Part of the problem with have with 'Test::More' and friends is that there's not 
an easy way to attach diagnostics to any test.  This is largely because the 
interface is set in stone.  So I was thinking about a rewritten test interface 
which allows something like this (this code actually works, by the way):

    use Test::Fluent 'no_plan';

    my ( $have, $want ) = ( 1, 1 );
    have $have, want $want, reason 'Some test name';
    have [ 3, 4 ], want [ 4, 5 ], reason 'cuz I said so';   # fails
    true 3,  reason '3 had better be true';
    false 3, reason '3 had better still better be true';    # fails

 
At the end of each of those, you could append a 'diagnostics' tag which is 
required to take a hashref:

  my $armageddon = $world->destruction;
  false $armaggedon, 
      reason "World->destruction must never return true",
      diagnostic { world => $world };

I don't know that this is a brilliant interface, but just playing around with 
it works (the have/want pair automatically falls back to Test::Differences if 
$have or $want is a reference).  

It's a lot more explicit that Test::More and friends.  That means it's a lot 
more verbose.  However, it's something which could be played with.

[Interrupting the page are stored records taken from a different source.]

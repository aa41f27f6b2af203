//! Codec module - structured payload encoding.
//!
//! Channel payloads are opaque bytes on the wire. [`MsgPackCodec`] is the
//! codec used by [`NetworkEvent::decode_payload`](crate::event::NetworkEvent::decode_payload)
//! and by `send_message` on a dispatcher.
//!
//! Codecs are marker structs with static methods rather than trait objects.

mod msgpack;

pub use msgpack::MsgPackCodec;
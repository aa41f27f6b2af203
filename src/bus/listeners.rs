//! Synchronous listener lists.

use std::fmt;
use std::panic::{catch_unwind, AssertUnwindSafe};
use std::sync::atomic::{AtomicU64, Ordering};
use std::sync::{Arc, PoisonError, RwLock};

use crate::error::panic_message;

/// Handle returned by [`EventBus::add_listener`], used to remove it again.
#[derive(Debug, Clone, Copy, PartialEq, Eq, Hash)]
pub struct ListenerId(u64);

type Listener<E> = Arc<dyn Fn(&E) + Send + Sync>;

/// Ordered list of listeners for one event type.
///
/// `post` runs every listener synchronously on the calling thread, in
/// registration order. A listener that panics is logged and skipped; the
/// remaining listeners still see the event. Listeners may register or
/// remove listeners while an event is being posted; the change applies
/// from the next `post`.
pub struct EventBus<E> {
    listeners: RwLock<Vec<(ListenerId, Listener<E>)>>,
    next_id: AtomicU64,
}

impl<E> EventBus<E> {
    pub fn new() -> Self {
        Self {
            listeners: RwLock::new(Vec::new()),
            next_id: AtomicU64::new(1),
        }
    }

    /// Register a listener.
    pub fn add_listener<F>(&self, listener: F) -> ListenerId
    where
        F: Fn(&E) + Send + Sync + 'static,
    {
        let id = ListenerId(self.next_id.fetch_add(1, Ordering::Relaxed));
        self.listeners
            .write()
            .unwrap_or_else(PoisonError::into_inner)
            .push((id, Arc::new(listener)));
        id
    }

    /// Remove a listener. Returns `false` if it was not registered.
    pub fn remove_listener(&self, id: ListenerId) -> bool {
        let mut listeners = self.listeners.write().unwrap_or_else(PoisonError::into_inner);
        let before = listeners.len();
        listeners.retain(|(existing, _)| *existing != id);
        listeners.len() != before
    }

    pub fn listener_count(&self) -> usize {
        self.listeners
            .read()
            .unwrap_or_else(PoisonError::into_inner)
            .len()
    }

    /// Deliver `event` to every listener. Returns how many completed.
    pub fn post(&self, event: &E) -> usize {
        let snapshot: Vec<Listener<E>> = self
            .listeners
            .read()
            .unwrap_or_else(PoisonError::into_inner)
            .iter()
            .map(|(_, l)| l.clone())
            .collect();

        let mut completed = 0;
        for listener in snapshot {
            match catch_unwind(AssertUnwindSafe(|| listener(event))) {
                Ok(()) => completed += 1,
                Err(payload) => {
                    tracing::error!("Listener panicked: {}", panic_message(payload.as_ref()));
                }
            }
        }
        completed
    }
}

impl<E> Default for EventBus<E> {
    fn default() -> Self {
        Self::new()
    }
}

impl<E> fmt::Debug for EventBus<E> {
    fn fmt(&self, f: &mut fmt::Formatter<'_>) -> fmt::Result {
        f.debug_struct("EventBus")
            .field("listeners", &self.listener_count())
            .finish()
    }
}
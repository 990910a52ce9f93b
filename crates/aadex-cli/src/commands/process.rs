//! Process command - extract card data from a single file.

use std::fs;
use std::path::PathBuf;
use std::time::Instant;

use clap::Args;
use console::style;
use indicatif::{ProgressBar, ProgressStyle};
use tracing::{debug, info, warn};

use aadex_core::aadhaar::{AadhaarParser, ExtractionResult, RuleBasedParser};
use aadex_core::models::config::AadexConfig;
use aadex_core::models::record::AadhaarRecord;
use aadex_core::ocr::{OcrEngine, TesseractEngine};
use aadex_core::pdf::{PdfExtractor, PdfProcessor, PdfType};

/// Arguments for the process command.
#[derive(Args)]
pub struct ProcessArgs {
    /// Input file (PDF or image)
    #[arg(required = true)]
    input: PathBuf,

    /// Output file (default: stdout)
    #[arg(short, long)]
    output: Option<PathBuf>,

    /// Output format
    #[arg(short, long, value_enum, default_value = "json")]
    format: OutputFormat,

    /// Password for encrypted PDFs
    #[arg(short, long)]
    password: Option<String>,

    /// Skip OCR and use only PDF text extraction
    #[arg(long)]
    text_only: bool,

    /// List fields that came back empty
    #[arg(long)]
    show_missing: bool,
}

#[derive(Clone, Copy, Debug, clap::ValueEnum)]
pub enum OutputFormat {
    /// JSON output
    Json,
    /// CSV output
    Csv,
    /// Plain text summary
    Text,
}

pub async fn run(args: ProcessArgs, config_path: Option<&str>) -> anyhow::Result<()> {
    let start = Instant::now();

    let config = super::load_config(config_path)?;

    if !args.input.exists() {
        anyhow::bail!("Input file not found: {}", args.input.display());
    }

    let extension = args
        .input
        .extension()
        .and_then(|e| e.to_str())
        .unwrap_or("")
        .to_lowercase();

    info!("Processing file: {}", args.input.display());

    let pb = ProgressBar::new(100);
    pb.set_style(
        ProgressStyle::default_bar()
            .template("{spinner:.green} [{elapsed_precise}] {bar:40.cyan/blue} {msg}")
            .unwrap()
            .progress_chars("##-"),
    );

    let result = match extension.as_str() {
        "pdf" => process_pdf(&args, &config, &pb)?,
        "png" | "jpg" | "jpeg" | "tiff" | "tif" | "bmp" => process_image(&args, &config, &pb)?,
        _ => anyhow::bail!("Unsupported file format: {}", extension),
    };

    pb.finish_with_message("Done");

    let output = format_record(&result.record, args.format)?;

    if let Some(output_path) = &args.output {
        fs::write(output_path, &output)?;
        println!(
            "{} Output written to {}",
            style("✓").green(),
            output_path.display()
        );
    } else {
        println!("{}", output);
    }

    if args.show_missing && !result.missing_fields.is_empty() {
        println!();
        println!(
            "{} Empty fields: {}",
            style("ℹ").blue(),
            result.missing_fields.join(", ")
        );
    }

    debug!("Total processing time: {:?}", start.elapsed());

    Ok(())
}

fn process_pdf(
    args: &ProcessArgs,
    config: &AadexConfig,
    pb: &ProgressBar,
) -> anyhow::Result<ExtractionResult> {
    pb.set_message("Loading PDF...");
    pb.set_position(10);

    let data = fs::read(&args.input)?;
    let mut extractor = PdfExtractor::new();
    extractor.load_with_password(&data, args.password.as_deref())?;

    debug!("PDF has {} pages", extractor.page_count());

    pb.set_message("Analyzing PDF...");
    pb.set_position(20);

    let pdf_type = extractor.analyze();
    debug!("PDF type: {:?}", pdf_type);

    let text = match pdf_type {
        PdfType::Empty => {
            anyhow::bail!("PDF appears to be empty");
        }
        PdfType::Image if args.text_only => {
            anyhow::bail!("PDF is image-based but --text-only was set. Remove the flag to use OCR.");
        }
        PdfType::Image => {
            pb.set_message("Running OCR...");
            pb.set_position(40);
            super::ocr_pdf_images(&extractor, config)?
        }
        PdfType::Text | PdfType::Hybrid => {
            if !config.pdf.prefer_embedded_text && !args.text_only {
                pb.set_message("Running OCR...");
                pb.set_position(40);
                super::ocr_pdf_images(&extractor, config)?
            } else {
                pb.set_message("Extracting text...");
                pb.set_position(40);
                let extracted = extractor.extract_text()?;

                // Hybrid e-Aadhaar downloads can carry only boilerplate as embedded text
                if !args.text_only && extracted.trim().len() < config.pdf.min_text_length {
                    warn!("Embedded text too short, falling back to OCR");
                    super::ocr_pdf_images(&extractor, config).unwrap_or(extracted)
                } else {
                    extracted
                }
            }
        }
    };

    if text.trim().is_empty() {
        anyhow::bail!("No text could be extracted from the PDF");
    }

    pb.set_message("Extracting card fields...");
    pb.set_position(70);

    let result = RuleBasedParser::new().parse(&text);

    pb.set_position(100);

    Ok(result)
}

fn process_image(
    args: &ProcessArgs,
    config: &AadexConfig,
    pb: &ProgressBar,
) -> anyhow::Result<ExtractionResult> {
    pb.set_message("Loading image...");
    pb.set_position(10);

    let image = image::open(&args.input)?;

    pb.set_message("Running OCR...");
    pb.set_position(30);

    let engine = TesseractEngine::with_config(config.ocr.clone());
    let ocr = engine.recognize(&image)?;

    if ocr.text.trim().is_empty() {
        anyhow::bail!("No text detected in image");
    }

    debug!(
        "OCR produced {} characters in {}ms",
        ocr.text.len(),
        ocr.processing_time_ms
    );

    pb.set_message("Extracting card fields...");
    pb.set_position(70);

    let result = RuleBasedParser::new().parse(&ocr.text);

    pb.set_position(100);

    Ok(result)
}

pub(crate) fn format_record(record: &AadhaarRecord, format: OutputFormat) -> anyhow::Result<String> {
    match format {
        OutputFormat::Json => Ok(serde_json::to_string(record)?),
        OutputFormat::Csv => format_csv(record),
        OutputFormat::Text => Ok(format_text(record)),
    }
}

fn format_csv(record: &AadhaarRecord) -> anyhow::Result<String> {
    let mut wtr = csv::Writer::from_writer(vec![]);

    wtr.write_record(AadhaarRecord::FIELD_NAMES)?;
    wtr.write_record(record.field_values())?;

    let data = String::from_utf8(wtr.into_inner()?)?;
    Ok(data)
}

fn format_text(record: &AadhaarRecord) -> String {
    let mut output = String::new();

    output.push_str(&format!("Aadhaar: {}\n", record.aadhaar_number));
    if !record.vid.is_empty() {
        output.push_str(&format!("VID: {}\n", record.vid));
    }
    output.push('\n');

    output.push_str(&format!("Name: {}\n", record.name));
    if !record.name_local.is_empty() {
        output.push_str(&format!("Name (regional): {}\n", record.name_local));
    }
    if !record.guardian_name.is_empty() {
        output.push_str(&format!("Guardian: {}\n", record.guardian_name));
    }
    output.push_str(&format!("DOB: {}\n", record.dob));
    output.push_str(&format!("Gender: {}\n", record.gender));
    output.push('\n');

    output.push_str(&format!("Address: {}\n", record.address));
    if !record.vtc.is_empty() {
        output.push_str(&format!("  VTC: {}\n", record.vtc));
    }
    if !record.po.is_empty() {
        output.push_str(&format!("  PO: {}\n", record.po));
    }
    if !record.sub_district.is_empty() {
        output.push_str(&format!("  Sub District: {}\n", record.sub_district));
    }
    if !record.district.is_empty() {
        output.push_str(&format!("  District: {}\n", record.district));
    }
    if !record.state.is_empty() {
        output.push_str(&format!("  State: {}\n", record.state));
    }
    if !record.pincode.is_empty() {
        output.push_str(&format!("  Pincode: {}\n", record.pincode));
    }

    if !record.phone.is_empty() {
        output.push_str(&format!("\nPhone: {}\n", record.phone));
    }

    output
}
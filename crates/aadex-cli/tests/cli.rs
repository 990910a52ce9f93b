//! Integration tests for the aadex binary.

use assert_cmd::Command;
use predicates::prelude::*;

#[test]
fn test_help_lists_subcommands() {
    let mut cmd = Command::cargo_bin("aadex").unwrap();
    cmd.arg("--help")
        .assert()
        .success()
        .stdout(predicate::str::contains("process"))
        .stdout(predicate::str::contains("batch"))
        .stdout(predicate::str::contains("serve"))
        .stdout(predicate::str::contains("config"));
}

#[test]
fn test_process_missing_file_fails() {
    let mut cmd = Command::cargo_bin("aadex").unwrap();
    cmd.args(["process", "does-not-exist.pdf"])
        .assert()
        .failure()
        .stderr(predicate::str::contains("Input file not found"));
}

#[test]
fn test_process_rejects_unknown_extension() {
    let dir = tempfile::tempdir().unwrap();
    let path = dir.path().join("card.docx");
    std::fs::write(&path, b"not a card").unwrap();

    let mut cmd = Command::cargo_bin("aadex").unwrap();
    cmd.args(["process", path.to_str().unwrap()])
        .assert()
        .failure()
        .stderr(predicate::str::contains("Unsupported file format"));
}

#[test]
fn test_config_path_prints_location() {
    let mut cmd = Command::cargo_bin("aadex").unwrap();
    cmd.args(["config", "path"])
        .assert()
        .success()
        .stdout(predicate::str::contains("Configuration file:"));
}

#[test]
fn test_config_init_writes_file() {
    let dir = tempfile::tempdir().unwrap();
    let path = dir.path().join("config.json");

    let mut cmd = Command::cargo_bin("aadex").unwrap();
    cmd.args(["config", "init", "--output", path.to_str().unwrap()])
        .assert()
        .success();

    let content = std::fs::read_to_string(&path).unwrap();
    assert!(content.contains("eng+tam"));
}

#[test]
fn test_batch_no_matches_fails() {
    let dir = tempfile::tempdir().unwrap();
    let pattern = format!("{}/*.pdf", dir.path().display());

    let mut cmd = Command::cargo_bin("aadex").unwrap();
    cmd.args(["batch", &pattern])
        .assert()
        .failure()
        .stderr(predicate::str::contains("No matching files found"));
}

Is this a bad idea?  Are there other suggestions people want?  If we had a dot 
operator, it would be clean to write this:

  have($have).want($want).reason($some_reason);

But we don't, so we'd have to fall back on the ugly:

  have($have)->want($want)->reason($some_reason);

Though I could easily overload the dot operator to get the first syntax.

Or if we needed delayed evaluation for some reason:

  have { $have }, want { $want }, reason $some_reason);

That's also ugly and requires the (&) prototype (and friends).

Thoughts?  Am I totally smoking crack here?  If there's a clean way to shoehorn 
diagnostics on the Test::More-style interface, I guess that would be ok.